Common beliefs – that admissions is meritocratic, that campus diversity is genuine, that college is a melting pot, and that campus life is a democratic, egalitarian experience– all turn out to be myths, true, perhaps, to a limited extent, but actually quite misleading.
How can we as a society combat the lack of socio-economic diversity as well as racial diversity at our most selective institutions? Note that while Harvard’s undergraduate student body is about 15 percent Black, at other Ivy Plus institutions the figure hovers around 8 percent. And at elite institutions most Pell Grant recipients came from families with incomes just below the federal cutoff (with very few just above the income cutoff); and most Black students are the children of mixed-race parents or of recent immigrants from the Caribbean, Britain, or Africa, or come from prep schools.
Mandery is an advocate of what he calls “1 percent solutions” – relatively small measures that taken together can indeed move the needle toward greater equity. These include:
- Ending admissions preferences for children of alumni, faculty, and donors, and athletes in esoteric or elite sports.

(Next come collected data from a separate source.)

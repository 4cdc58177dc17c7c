//! Aggregator
//!
//! Combines the module scores that exist into one composite score. Weights
//! of absent modules are dropped and the rest renormalized, so a missing
//! collector never drags the composite toward an invented neutral value.

use crate::errors::{RiskError, RiskResult};
use crate::models::Module;
use crate::scoring::ModuleScore;
use serde::{Deserialize, Serialize};
use std::collections::BTreeMap;

const SUM_TOLERANCE: f64 = 1e-6;

/// Composite scores are snapped to this many units per point before they
/// are classified, absorbing the float drift of the weighted sum.
const SNAP_SCALE: f64 = 1e9;

/// Discretized bucket derived from a 0-100 score (higher score = safer)
#[derive(Debug, Clone, Copy, PartialEq, Eq, PartialOrd, Ord, Hash, Serialize, Deserialize)]
#[serde(rename_all = "lowercase")]
pub enum RiskLevel {
    Low,
    Medium,
    High,
    Critical,
}

impl RiskLevel {
    /// `>= 80` low, `>= 60` medium, `>= 40` high, otherwise critical
    pub fn from_score(score: f64) -> Self {
        if score >= 80.0 {
            RiskLevel::Low
        } else if score >= 60.0 {
            RiskLevel::Medium
        } else if score >= 40.0 {
            RiskLevel::High
        } else {
            RiskLevel::Critical
        }
    }

    pub fn as_str(self) -> &'static str {
        match self {
            RiskLevel::Low => "low",
            RiskLevel::Medium => "medium",
            RiskLevel::High => "high",
            RiskLevel::Critical => "critical",
        }
    }
}

impl std::fmt::Display for RiskLevel {
    fn fmt(&self, f: &mut std::fmt::Formatter<'_>) -> std::fmt::Result {
        write!(f, "{}", self.as_str())
    }
}

/// Per-module weights, validated to sum to 1.0
#[derive(Debug, Clone, PartialEq, Serialize, Deserialize)]
#[serde(try_from = "BTreeMap<String, f64>", into = "BTreeMap<String, f64>")]
pub struct WeightTable {
    weights: [f64; 5],
}

impl WeightTable {
    /// Build from `(module, weight)` pairs; modules not listed weigh 0
    pub fn from_pairs(pairs: impl IntoIterator<Item = (Module, f64)>) -> RiskResult<Self> {
        let mut weights = [0.0; 5];
        for (module, weight) in pairs {
            weights[module.index()] = weight;
        }
        let table = Self { weights };
        table.validate()?;
        Ok(table)
    }

    pub fn weight(&self, module: Module) -> f64 {
        self.weights[module.index()]
    }

    pub fn validate(&self) -> RiskResult<()> {
        for module in Module::ALL {
            let w = self.weight(module);
            if !w.is_finite() || w < 0.0 {
                return Err(RiskError::invalid_config(
                    format!("weights.{}", module.key()),
                    format!("weight must be a non-negative number, got {}", w),
                ));
            }
        }

        let sum: f64 = self.weights.iter().sum();
        if (sum - 1.0).abs() > SUM_TOLERANCE {
            return Err(RiskError::invalid_config(
                "weights",
                format!("weights must sum to 1.0, got {}", sum),
            ));
        }
        Ok(())
    }

    /// Weights of `present` rescaled to sum to 1.
    ///
    /// Empty when nothing is present or every present weight is zero.
    pub fn renormalized(&self, present: &[Module]) -> Vec<(Module, f64)> {
        let partial: f64 = present.iter().map(|m| self.weight(*m)).sum();
        if partial <= 0.0 {
            return Vec::new();
        }
        present
            .iter()
            .map(|m| (*m, self.weight(*m) / partial))
            .collect()
    }
}

impl Default for WeightTable {
    fn default() -> Self {
        Self {
            weights: [0.30, 0.25, 0.20, 0.15, 0.10],
        }
    }
}

impl TryFrom<BTreeMap<String, f64>> for WeightTable {
    type Error = RiskError;

    fn try_from(map: BTreeMap<String, f64>) -> Result<Self, Self::Error> {
        let mut pairs = Vec::with_capacity(map.len());
        for (key, weight) in map {
            let module = Module::from_key(&key).ok_or_else(|| {
                RiskError::invalid_config(format!("weights.{}", key), "unknown module")
            })?;
            pairs.push((module, weight));
        }
        Self::from_pairs(pairs)
    }
}

impl From<WeightTable> for BTreeMap<String, f64> {
    fn from(table: WeightTable) -> Self {
        Module::ALL
            .into_iter()
            .map(|m| (m.key().to_string(), table.weight(m)))
            .collect()
    }
}

/// Weighted average of the present module scores and its risk level
pub fn aggregate(scores: &[ModuleScore], weights: &WeightTable) -> RiskResult<(f64, RiskLevel)> {
    let present: Vec<Module> = scores.iter().map(|s| s.module).collect();
    let normalized = weights.renormalized(&present);
    if normalized.is_empty() {
        return Err(RiskError::InsufficientSignal);
    }

    let weighted: f64 = scores
        .iter()
        .zip(normalized.iter())
        .map(|(score, (_, weight))| score.score * weight)
        .sum();
    let overall = snap(weighted).clamp(0.0, 100.0);

    log::debug!(
        "aggregated {} module(s) into {:.3}",
        scores.len(),
        overall
    );
    Ok((overall, RiskLevel::from_score(overall)))
}

/// Round away sub-nanopoint error so exact bucket edges classify as written
fn snap(value: f64) -> f64 {
    (value * SNAP_SCALE).round() / SNAP_SCALE
}

#[cfg(test)]
mod tests {
    use super::*;

    fn score(module: Module, value: f64) -> ModuleScore {
        ModuleScore {
            module,
            score: value,
            issues: Vec::new(),
        }
    }

    #[test]
    fn test_level_boundaries() {
        assert_eq!(RiskLevel::from_score(100.0), RiskLevel::Low);
        assert_eq!(RiskLevel::from_score(80.0), RiskLevel::Low);
        assert_eq!(RiskLevel::from_score(79.999), RiskLevel::Medium);
        assert_eq!(RiskLevel::from_score(60.0), RiskLevel::Medium);
        assert_eq!(RiskLevel::from_score(59.999), RiskLevel::High);
        assert_eq!(RiskLevel::from_score(40.0), RiskLevel::High);
        assert_eq!(RiskLevel::from_score(39.999), RiskLevel::Critical);
        assert_eq!(RiskLevel::from_score(0.0), RiskLevel::Critical);
    }

    #[test]
    fn test_renormalized_subsets_sum_to_one() {
        let table = WeightTable::default();
        // every non-empty subset of the five modules
        for mask in 1u32..32 {
            let subset: Vec<Module> = Module::ALL
                .into_iter()
                .filter(|m| mask & (1 << m.index()) != 0)
                .collect();
            let sum: f64 = table.renormalized(&subset).iter().map(|(_, w)| w).sum();
            assert!((sum - 1.0).abs() < 1e-9, "subset {:?} sums to {}", subset, sum);
        }
    }

    #[test]
    fn test_aggregate_renormalizes_over_present() {
        let table = WeightTable::default();
        let scores = vec![score(Module::Ip, 90.0), score(Module::Device, 50.0)];
        let (overall, level) = aggregate(&scores, &table).unwrap();
        // 0.30 / 0.45 * 90 + 0.15 / 0.45 * 50
        assert!((overall - (60.0 + 50.0 / 3.0)).abs() < 1e-9);
        assert_eq!(level, RiskLevel::Medium);
    }

    #[test]
    fn test_perfect_scores_stay_at_100_for_every_subset() {
        let table = WeightTable::default();
        for mask in 1u32..32 {
            let scores: Vec<ModuleScore> = Module::ALL
                .into_iter()
                .filter(|m| mask & (1 << m.index()) != 0)
                .map(|m| score(m, 100.0))
                .collect();
            let (overall, level) = aggregate(&scores, &table).unwrap();
            assert_eq!(overall, 100.0, "mask {:05b}", mask);
            assert_eq!(level, RiskLevel::Low);
        }
    }

    #[test]
    fn test_exact_bucket_edges_across_modules() {
        let table = WeightTable::default();
        for (edge, expected) in [
            (80.0, RiskLevel::Low),
            (60.0, RiskLevel::Medium),
            (40.0, RiskLevel::High),
        ] {
            for mask in 1u32..32 {
                let scores: Vec<ModuleScore> = Module::ALL
                    .into_iter()
                    .filter(|m| mask & (1 << m.index()) != 0)
                    .map(|m| score(m, edge))
                    .collect();
                let (overall, level) = aggregate(&scores, &table).unwrap();
                assert_eq!(overall, edge, "edge {} mask {:05b}", edge, mask);
                assert_eq!(level, expected, "edge {} mask {:05b}", edge, mask);
            }
        }

        let (overall, level) = aggregate(
            &[score(Module::Ip, 79.999), score(Module::Network, 79.999)],
            &table,
        )
        .unwrap();
        assert!(overall < 80.0);
        assert_eq!(level, RiskLevel::Medium);
    }

    #[test]
    fn test_aggregate_empty_is_insufficient() {
        let table = WeightTable::default();
        assert!(matches!(
            aggregate(&[], &table),
            Err(RiskError::InsufficientSignal)
        ));
    }

    #[test]
    fn test_aggregate_zero_partial_weight_is_insufficient() {
        let table = WeightTable::from_pairs([
            (Module::Ip, 0.5),
            (Module::Privacy, 0.5),
        ])
        .unwrap();
        let scores = vec![score(Module::Network, 100.0)];
        assert!(matches!(
            aggregate(&scores, &table),
            Err(RiskError::InsufficientSignal)
        ));
    }

    #[test]
    fn test_weight_table_validation() {
        assert!(WeightTable::default().validate().is_ok());
        assert!(WeightTable::from_pairs([(Module::Ip, 0.5), (Module::Network, 0.4)]).is_err());
        assert!(WeightTable::from_pairs([(Module::Ip, 1.2), (Module::Network, -0.2)]).is_err());

        let mut map = BTreeMap::new();
        map.insert("ip".to_string(), 0.5);
        map.insert("geo".to_string(), 0.5);
        match WeightTable::try_from(map) {
            Err(RiskError::InvalidConfig { field, .. }) => assert_eq!(field, "weights.geo"),
            other => panic!("expected InvalidConfig, got {:?}", other),
        }
    }

    #[test]
    fn test_weight_table_round_trips_through_map() {
        let json = r#"{"ip":0.4,"privacy":0.2,"fingerprint":0.2,"device":0.1,"network":0.1}"#;
        let table: WeightTable = serde_json::from_str(json).unwrap();
        assert_eq!(table.weight(Module::Ip), 0.4);
        assert!(serde_json::from_str::<WeightTable>(r#"{"ip":0.9}"#).is_err());
    }
}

- Abolishing early admissions.
- Requiring institutions to admit a minimum percentage of Pell Grant eligible students or devoting a particular percentage of endowment earnings on financial aid for students from low-income backgrounds.
- Building better pipelines from under-resourced high schools and expanding pathways from community colleges into highly selective institutions.
Mandery agrees with Bill Burnett, the director of Stanford’s design program, who cautions listeners about the dangers of obsessing with perfection. “The unattainable best,” Burnett says, “is the enemy of all the available betters.”
Elite colleges exist in a vortex of contradictions. Take Harvard as an example. The university has undertaken a series of initiatives – like committing $100 million to redress its links to slavery – even as legacy admissions and elite sports persist. It promotes elitism and encourages a wholly opaque system of admissions and engages an utterly unhealthy competition among elite institutions. It produces “leaders,” including many consultants and bankers, but not necessarily thinkers.
And yet, one would have to possess a heart of stone not to be impressed by what Harvard has done. $100 million is a hefty sum by any measure. Some of its proposals are non-specific, but the university did get out in front, was transparent, and laid bare many of the institution’s transgressions and moral failures.
To be sure, Harvard is one of the few institutions with the wealth and resources to spend so much time and money redressing its past. Still, this is a potent first step, one that I hope will encourage other institutions to take steps to confront their history.
The Harvard report reminds us that colleges and universities are not located on a hill, separate and apart from the world around it. Harvard, too, has been subject to the tides of history. Nevertheless, this is a win and perhaps a harbinger of a heightened willingness to tackle equity issues in a coordinated and consequential way.
Steven Mintz is professor of history at the University of Texas at Austin.